What Next for the High Street?

Over the last few years it has become clear that the high street is struggling to compete in a highly competitive consumer market, leading some to believe the high street is dying. This is in part due to planning regulations that make it difficult to ‘leisurise’ the high street. To safeguard the future of the high street local governments are being advised to relax issues such as parking charges, business rates and planning consents. However there is a strong argument to suggest that the growth of out of town retail parks is the main driving factor in the decline of the UK high street.

Planning consents are relaxed and often granted for these retail parks and investors see them as a safe haven for their clients’ investments. This move away from the high street has been led by key retailers such as Next and Marks & Spencer. The growth in popularity of major discount stores such as B&M, Poundland and Home Bargains has seen further progress for retail parks as they require the big box space on offer.

Sadly for the high street an increase in administrations saw attractive vacant space among retail parks easily accessible and a growing lack of belief in the high street has led to the majority of this space now being filled. Vacant space is at its lowest point across UK retail parks for a number of years.

At Foundation Recruitment we have noticed an increase in activity from these big box retailers and a noticeable surge in retail & leisure led jobs. As property becomes more sought after specialist property recruiters have a key role to play in supporting these businesses in their search for the right candidates that can drive the business forward through roles such as acquisitions managers, estates managers and project managers.

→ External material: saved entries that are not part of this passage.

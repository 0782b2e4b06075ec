use std::fmt;
use std::time::Duration;

use biowire_frame::FrameConfig;
use biowire_transport::PROTOCOL_PORT;
use serde::{Deserialize, Serialize};

/// Tunables shared by server and client sessions.
///
/// Durations deserialize from either an integer number of milliseconds or a
/// humanized string such as `"250ms"`, `"5s"`, `"1.5s"` or `"2m"`.
#[derive(Debug, Clone, PartialEq, Eq, Serialize, Deserialize)]
#[serde(default)]
pub struct SessionConfig {
    /// Name announced to the peer in `ClientInfo`/`ServerInfo`.
    pub display_name: String,

    /// Port used by `bind`/`connect` when none is given.
    pub port: u16,

    /// Upper bound for each handshake step.
    #[serde(with = "duration_serde")]
    pub handshake_timeout: Duration,

    /// Bounded wait of a single receive call.
    #[serde(with = "duration_serde")]
    pub receive_timeout: Duration,

    /// Maximum bytes requested from the transport per receive call.
    pub receive_chunk_size: usize,

    /// How long the send loop blocks on an empty queue before rechecking
    /// its exit conditions.
    #[serde(with = "duration_serde")]
    pub send_poll_interval: Duration,

    /// How long stop waits for each loop before detaching it.
    #[serde(with = "duration_serde")]
    pub join_timeout: Duration,

    /// Frame size limits.
    pub frame: FrameConfig,
}

impl Default for SessionConfig {
    fn default() -> Self {
        Self {
            display_name: "biowire".to_string(),
            port: PROTOCOL_PORT,
            handshake_timeout: Duration::from_secs(5),
            receive_timeout: Duration::from_millis(100),
            receive_chunk_size: 1024,
            send_poll_interval: Duration::from_millis(100),
            join_timeout: Duration::from_secs(2),
            frame: FrameConfig::default(),
        }
    }
}

impl SessionConfig {
    /// Default configuration announcing `name`.
    pub fn named(name: impl Into<String>) -> Self {
        Self {
            display_name: name.into(),
            ..Self::default()
        }
    }

    /// Parse a JSON document; missing fields take their defaults.
    pub fn from_json(text: &str) -> serde_json::Result<Self> {
        serde_json::from_str(text)
    }
}

mod duration_serde {
    use std::fmt;
    use std::time::Duration;

    use serde::de::{self, Visitor};
    use serde::{Deserializer, Serializer};

    pub fn serialize<S>(duration: &Duration, serializer: S) -> Result<S::Ok, S::Error>
    where
        S: Serializer,
    {
        let secs = duration.as_secs();
        let millis = duration.subsec_millis();
        if secs >= 1 && millis == 0 {
            serializer.serialize_str(&format!("{secs}s"))
        } else {
            serializer.serialize_str(&format!("{}ms", duration.as_millis()))
        }
    }

    pub fn deserialize<'de, D>(deserializer: D) -> Result<Duration, D::Error>
    where
        D: Deserializer<'de>,
    {
        deserializer.deserialize_any(DurationVisitor)
    }

    struct DurationVisitor;

    impl Visitor<'_> for DurationVisitor {
        type Value = Duration;

        fn expecting(&self, f: &mut fmt::Formatter<'_>) -> fmt::Result {
            f.write_str("milliseconds or a duration string like \"250ms\" or \"5s\"")
        }

        fn visit_u64<E: de::Error>(self, millis: u64) -> Result<Duration, E> {
            Ok(Duration::from_millis(millis))
        }

        fn visit_i64<E: de::Error>(self, millis: i64) -> Result<Duration, E> {
            u64::try_from(millis)
                .map(Duration::from_millis)
                .map_err(|_| E::custom(format!("negative duration: {millis}")))
        }

        fn visit_str<E: de::Error>(self, s: &str) -> Result<Duration, E> {
            super::parse_duration(s).map_err(E::custom)
        }
    }
}

/// Parse a humanized duration: `"250ms"`, `"5s"`, `"1.5s"` or `"2m"`.
///
/// Units are case-insensitive. Values that do not fit a `Duration` of whole
/// milliseconds are rejected.
pub fn parse_duration(s: &str) -> Result<Duration, String> {
    let s = s.trim().to_lowercase();
    if let Some(num) = s.strip_suffix("ms") {
        let millis: u64 = num
            .trim()
            .parse()
            .map_err(|_| format!("invalid milliseconds: {num}"))?;
        return Ok(Duration::from_millis(millis));
    }
    if let Some(num) = s.strip_suffix('s') {
        let secs: f64 = num
            .trim()
            .parse()
            .map_err(|_| format!("invalid seconds: {num}"))?;
        if !secs.is_finite() || secs < 0.0 {
            return Err(format!("invalid seconds: {num}"));
        }
        let millis = (secs * 1000.0).round();
        if millis >= u64::MAX as f64 {
            return Err(format!("duration out of range: {s}"));
        }
        return Ok(Duration::from_millis(millis as u64));
    }
    if let Some(num) = s.strip_suffix('m') {
        let mins: u64 = num
            .trim()
            .parse()
            .map_err(|_| format!("invalid minutes: {num}"))?;
        return mins
            .checked_mul(60)
            .map(Duration::from_secs)
            .ok_or_else(|| format!("duration out of range: {s}"));
    }
    Err(format!("unknown duration format: {s}"))
}

impl fmt::Display for SessionConfig {
    fn fmt(&self, f: &mut fmt::Formatter<'_>) -> fmt::Result {
        write!(
            f,
            "name={} port={} handshake={:?} receive={:?}/{}B join={:?}",
            self.display_name,
            self.port,
            self.handshake_timeout,
            self.receive_timeout,
            self.receive_chunk_size,
            self.join_timeout
        )
    }
}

Although out of town retail has thrived over the last few years interestingly there is a growing feeling among food retailers that convenience stores are the way forward. There are fewer big box out of town supermarkets being built and Tesco’s and Sainsbury’s continue to grow their convenience formats throughout the UK. As more shoppers looking to pick up their produce on their way home from work it poses a key question; is the growth of retail parks sustainable?

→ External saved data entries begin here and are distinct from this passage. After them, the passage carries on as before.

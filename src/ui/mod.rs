//! Terminal UI rendering using ratatui.
//!
//! ## Submodules
//!
//! - [`table`]: The sortable monitor table
//! - [`detail`]: Modal overlay showing every field of the selected row
//! - [`common`]: Shared components (header, prefix bar, status bar, help overlay)
//! - [`theme`]: Light/dark theme support with terminal auto-detection
//!
//! ## Layout
//!
//! ```text
//! ┌──────────────────────────────────────┐
//! │ Header (common::render_header)       │
//! ├──────────────────────────────────────┤
//! │ Prefix (common::render_prefix_bar)   │
//! ├──────────────────────────────────────┤
//! │                                      │
//! │ Monitor table (table::render)        │
//! │                                      │
//! ├──────────────────────────────────────┤
//! │ Status Bar (common::render_status)   │
//! └──────────────────────────────────────┘
//!         ↑
//!    Overlays rendered on top:
//!    - detail::render_overlay
//!    - common::render_help
//! ```

pub mod common;
pub mod detail;
pub mod table;
pub mod theme;

pub use theme::Theme;

use ratatui::{
    layout::{Alignment, Constraint, Layout, Rect},
    style::Style,
    widgets::Paragraph,
    Frame,
};

use crate::app::App;

/// Minimum terminal size for a usable display.
pub const MIN_WIDTH: u16 = 60;
pub const MIN_HEIGHT: u16 = 12;

/// Draw one frame.
pub fn render(frame: &mut Frame, app: &mut App) {
    let area = frame.area();

    if area.width < MIN_WIDTH || area.height < MIN_HEIGHT {
        let msg = format!(
            "Terminal too small: {}x{}\nMinimum: {}x{}\n\nResize to continue",
            area.width, area.height, MIN_WIDTH, MIN_HEIGHT
        );
        let paragraph = Paragraph::new(msg)
            .alignment(Alignment::Center)
            .style(Style::default().fg(app.theme.error));
        let height = area.height.min(5);
        let centered = Rect::new(
            area.x,
            area.y + (area.height.saturating_sub(height)) / 2,
            area.width,
            height,
        );
        // Stale geometry would make clicks land on rows that are not drawn
        app.header_regions.clear();
        app.table_layout = None;
        frame.render_widget(paragraph, centered);
        return;
    }

    let [header, prefix, content, status] = Layout::vertical([
        Constraint::Length(1), // Header bar
        Constraint::Length(1), // Prefix bar
        Constraint::Min(8),    // Table
        Constraint::Length(1), // Status bar
    ])
    .areas(area);

    common::render_header(frame, app, header);
    common::render_prefix_bar(frame, app, prefix);
    table::render(frame, app, content);
    common::render_status_bar(frame, app, status);

    if app.show_detail_overlay {
        detail::render_overlay(frame, app, area);
    }

    if app.show_help {
        common::render_help(frame, app, area);
    }
}

#[cfg(test)]
mod tests {
    use super::*;
    use crate::data::{Direction, MonitorRecord, SortDirective};
    use crate::source::ChannelSource;
    use ratatui::{backend::TestBackend, Terminal};

    fn screen(app: &mut App, width: u16, height: u16) -> String {
        let mut terminal = Terminal::new(TestBackend::new(width, height)).unwrap();
        terminal.draw(|frame| render(frame, app)).unwrap();
        let buffer = terminal.backend().buffer();
        (0..height)
            .map(|y| {
                (0..width)
                    .map(|x| buffer[(x, y)].symbol().to_string())
                    .collect::<String>()
            })
            .collect::<Vec<_>>()
            .join("\n")
    }

    fn app() -> App {
        let (tx, source) = ChannelSource::create("test");
        tx.send(vec![
            MonitorRecord::new("BTCUSD", Direction::Long, 100.0, 110.0),
            MonitorRecord::new("ETHUSD", Direction::Short, 50.0, 50.0),
            MonitorRecord::new("SOLUSD", Direction::Long, 20.0, 21.0),
        ])
        .unwrap();
        let mut app = App::with_theme(Box::new(source), SortDirective::default(), Theme::dark());
        app.reload_data();
        app
    }

    #[test]
    fn test_header_shows_counts_and_prefix() {
        let mut app = app();
        let text = screen(&mut app, 140, 20);
        let header = text.lines().next().unwrap();
        assert!(header.contains("3 monitors"));
        assert!(header.contains("2 long"));
        assert!(header.contains("1 short"));
        assert!(header.contains("prefix *"));
    }

    #[test]
    fn test_table_is_placed_below_bars() {
        let mut app = app();
        screen(&mut app, 140, 20);
        // Header, prefix bar, then the table border
        assert!(app.header_regions.iter().all(|r| r.y == 3));
        assert_eq!(app.table_layout.unwrap().body_y, 4);
    }

    #[test]
    fn test_too_small_terminal() {
        let mut app = app();
        let text = screen(&mut app, 40, 10);
        assert!(text.contains("Terminal too small"));
        assert!(app.header_regions.is_empty());
        assert!(app.table_layout.is_none());
    }

    #[test]
    fn test_help_overlay() {
        let mut app = app();
        app.toggle_help();
        let text = screen(&mut app, 140, 30);
        assert!(text.contains("Keyboard Shortcuts"));
    }

    #[test]
    fn test_detail_overlay() {
        let mut app = app();
        app.enter_detail();
        let text = screen(&mut app, 140, 30);
        assert!(text.contains("Current Close"));
    }
}
//! Detail overlay rendering.
//!
//! Displays a modal overlay with every field of the selected row.

use ratatui::{
    layout::{Constraint, Layout, Rect},
    style::{Modifier, Style},
    text::{Line, Span},
    widgets::{Block, Borders, Cell, Clear, Paragraph, Row, Table},
    Frame,
};

use crate::app::App;
use crate::data::format::{format_price, format_timestamp, format_ttl};
use crate::data::DerivedRow;

/// Minimum width required for the detail overlay to render properly.
const MIN_OVERLAY_WIDTH: u16 = 40;
/// Minimum height required for the detail overlay to render properly.
const MIN_OVERLAY_HEIGHT: u16 = 15;

/// Render the selected row as a modal overlay.
pub fn render_overlay(frame: &mut Frame, app: &App, area: Rect) {
    // Skip rendering if terminal is too small for the overlay
    if area.width < MIN_OVERLAY_WIDTH || area.height < MIN_OVERLAY_HEIGHT {
        return;
    }

    let Some(row) = app.selected_row() else {
        return;
    };

    let overlay_width = (area.width * 60 / 100).clamp(MIN_OVERLAY_WIDTH, 70);
    let overlay_height = MIN_OVERLAY_HEIGHT;

    let x = area.x + (area.width.saturating_sub(overlay_width)) / 2;
    let y = area.y + (area.height.saturating_sub(overlay_height)) / 2;
    let overlay_area = Rect::new(x, y, overlay_width, overlay_height);

    // Clear the area behind the overlay
    frame.render_widget(Clear, overlay_area);

    let [body, footer] =
        Layout::vertical([Constraint::Min(3), Constraint::Length(1)]).areas(overlay_area);

    let direction_style = app.theme.direction_style(row.record.direction);
    let rows: Vec<Row> = fields(&row)
        .into_iter()
        .map(|(label, value)| {
            Row::new(vec![
                Cell::from(label).style(Style::default().add_modifier(Modifier::DIM)),
                Cell::from(value),
            ])
        })
        .collect();

    let block = Block::default()
        .title(Line::from(vec![
            Span::raw(" "),
            Span::styled(
                row.record.pair.clone(),
                direction_style.add_modifier(Modifier::BOLD),
            ),
            Span::raw(" "),
        ]))
        .borders(Borders::ALL)
        .border_type(app.theme.border_type)
        .border_style(Style::default().fg(app.theme.highlight));

    let table = Table::new(rows, [Constraint::Length(16), Constraint::Fill(1)]).block(block);
    frame.render_widget(table, body);

    let footer_text = Paragraph::new(Line::from(vec![Span::styled(
        " ↑/↓:previous/next  Esc:close ",
        Style::default().add_modifier(Modifier::DIM),
    )]));
    frame.render_widget(footer_text, footer);
}

/// Label/value pairs shown for a row.
fn fields(row: &DerivedRow) -> Vec<(&'static str, String)> {
    let record = &row.record;
    vec![
        ("Pair", record.pair.clone()),
        ("Direction", record.direction.label().to_string()),
        ("Monitor Price", format_price(record.monitor_price)),
        ("Current Close", format_price(record.current_close)),
        ("Ask", format_price(record.current_ask_price)),
        ("Bid", format_price(record.current_bid_price)),
        ("Diff %", row.price_diff_label()),
        ("Monitor Time", format_timestamp(record.monitor_timestamp)),
        ("TTL (days)", format_ttl(row)),
        ("TTL (seconds)", format!("{:.0}", record.ttl_seconds)),
    ]
}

Encouragingly as the market improves we are starting to see more leisure operators taking up the void space on the high street. As more cafes, restaurants and bars open up we are starting to see a shift in focus for the high street. The popularity of coffee shops and dining out is one advantage of the continued growth in the market and this will only continue to grow over the coming months.

One can hope that as the high street becomes a popular leisure destination retailers will start to return.

What is clear is that retailers will have to continue to be diverse and strategic in their thinking, offering shoppers the convenience they desire while still pushing them to visit their stores rather than using the ease of internet shopping.